In the editorial, the daily insinuated that these attacks, as well as similar incidents that have occurred since 911, are part of a plot by Western countries. The editorial claims that after the defeat of the Soviet Union in Afghanistan, the then-NATO secretary-general (whose name is not given) had issued a policy statement saying that after communism, it was now Islam’s turn to be defeated.

Following are excerpts from the editorial:

“The recent suicide attacks that took place at the Ataturk airport in the city of Istanbul, Turkey are a cause for concern and worry for the entire world of Islam. This is because most of the unhappy incidents occurring in any part of the world since 9/11 are connected in some manner or another to Muslims, the world of Islam, or Pakistan, which is known as the fort of the Muslim world. After 9/11, the way most incidents have been linked to Islam, Muslims, and the Muslim world is a matter of amazement.

“In Western countries, even before 9/11, there had been incidents of indiscriminate shooting in public places by some individuals or [incidents] of collective suicides in the name of different philosophies by some groups, which were described as isolated incidents. The sad fact of the matter is that if a remote link between a Muslim and any incident emerged, it led to a series [of attempts] to connect Islam to terrorism; [attempts] that are seen with increasing suspicion, even by the educated class in the West.
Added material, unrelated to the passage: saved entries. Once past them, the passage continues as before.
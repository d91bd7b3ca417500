use tracing::warn;

use crate::error::ApiError;
use crate::judge::{Ranking, RecommendationCandidate};
use crate::scans::repo::ScanRecord;
use crate::scans::services::UNKNOWN_PRODUCT;
use crate::state::AppState;

/// Rank the candidate pool for one user and return the judge's top picks.
///
/// Unlike scan evaluation this path reports failures honestly: a missing
/// profile, a pool below the configured minimum and a judge failure are all
/// distinct errors. A wrong recommendation is worse than none.
pub async fn recommend(
    st: &AppState,
    email: &str,
    pool: Vec<ScanRecord>,
) -> Result<Ranking, ApiError> {
    let profile = st
        .profiles
        .get(email)
        .await?
        .ok_or_else(|| ApiError::ProfileNotFound(email.to_string()))?;

    let min = st.config.evaluation.min_ranking_candidates;
    if pool.len() < min {
        return Err(ApiError::InsufficientData { min });
    }

    let candidates = normalize_candidates(st, pool).await;
    st.judge
        .rank(&profile, &candidates)
        .await
        .map_err(|e| ApiError::Upstream(e.to_string()))
}

/// Turn raw history rows into judge input. Rows without a stored display
/// name get one re-resolved best-effort; a failed lookup falls back to the
/// unknown-product sentinel and never aborts the batch.
async fn normalize_candidates(st: &AppState, pool: Vec<ScanRecord>) -> Vec<RecommendationCandidate> {
    let mut candidates = Vec::with_capacity(pool.len());
    for record in pool {
        let product_name = match record.product_name.clone().filter(|n| !n.is_empty()) {
            Some(name) => name,
            None => match st.products.lookup_facts(&record.upc).await {
                Ok(facts) => facts
                    .product_name
                    .filter(|n| !n.is_empty())
                    .unwrap_or_else(|| UNKNOWN_PRODUCT.to_string()),
                Err(e) => {
                    warn!(upc = %record.upc, error = %e, "name lookup failed while building candidates");
                    UNKNOWN_PRODUCT.to_string()
                }
            },
        };
        candidates.push(RecommendationCandidate {
            product_name,
            upc: record.upc,
            score: record.score,
            image_url: record.image_url,
            reasoning: record.reasoning,
        });
    }
    candidates
}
“Some individuals who study history say that after the break-up of the Soviet Union, the then-NATO secretary-general issued a policy statement declaring Islam as their next enemy after the defeat of Communism. Subsequently, startlingly clear signs of sectarianism and differences based on language and race emerged in Muslim countries. Situations including corruption, mismanagement, lawlessness, the growing gulf between the rich and the poor, scarcity of energy, and shortages in agricultural and industrial production, emerged, leading to the public losing confidence in the system in most of Muslim countries.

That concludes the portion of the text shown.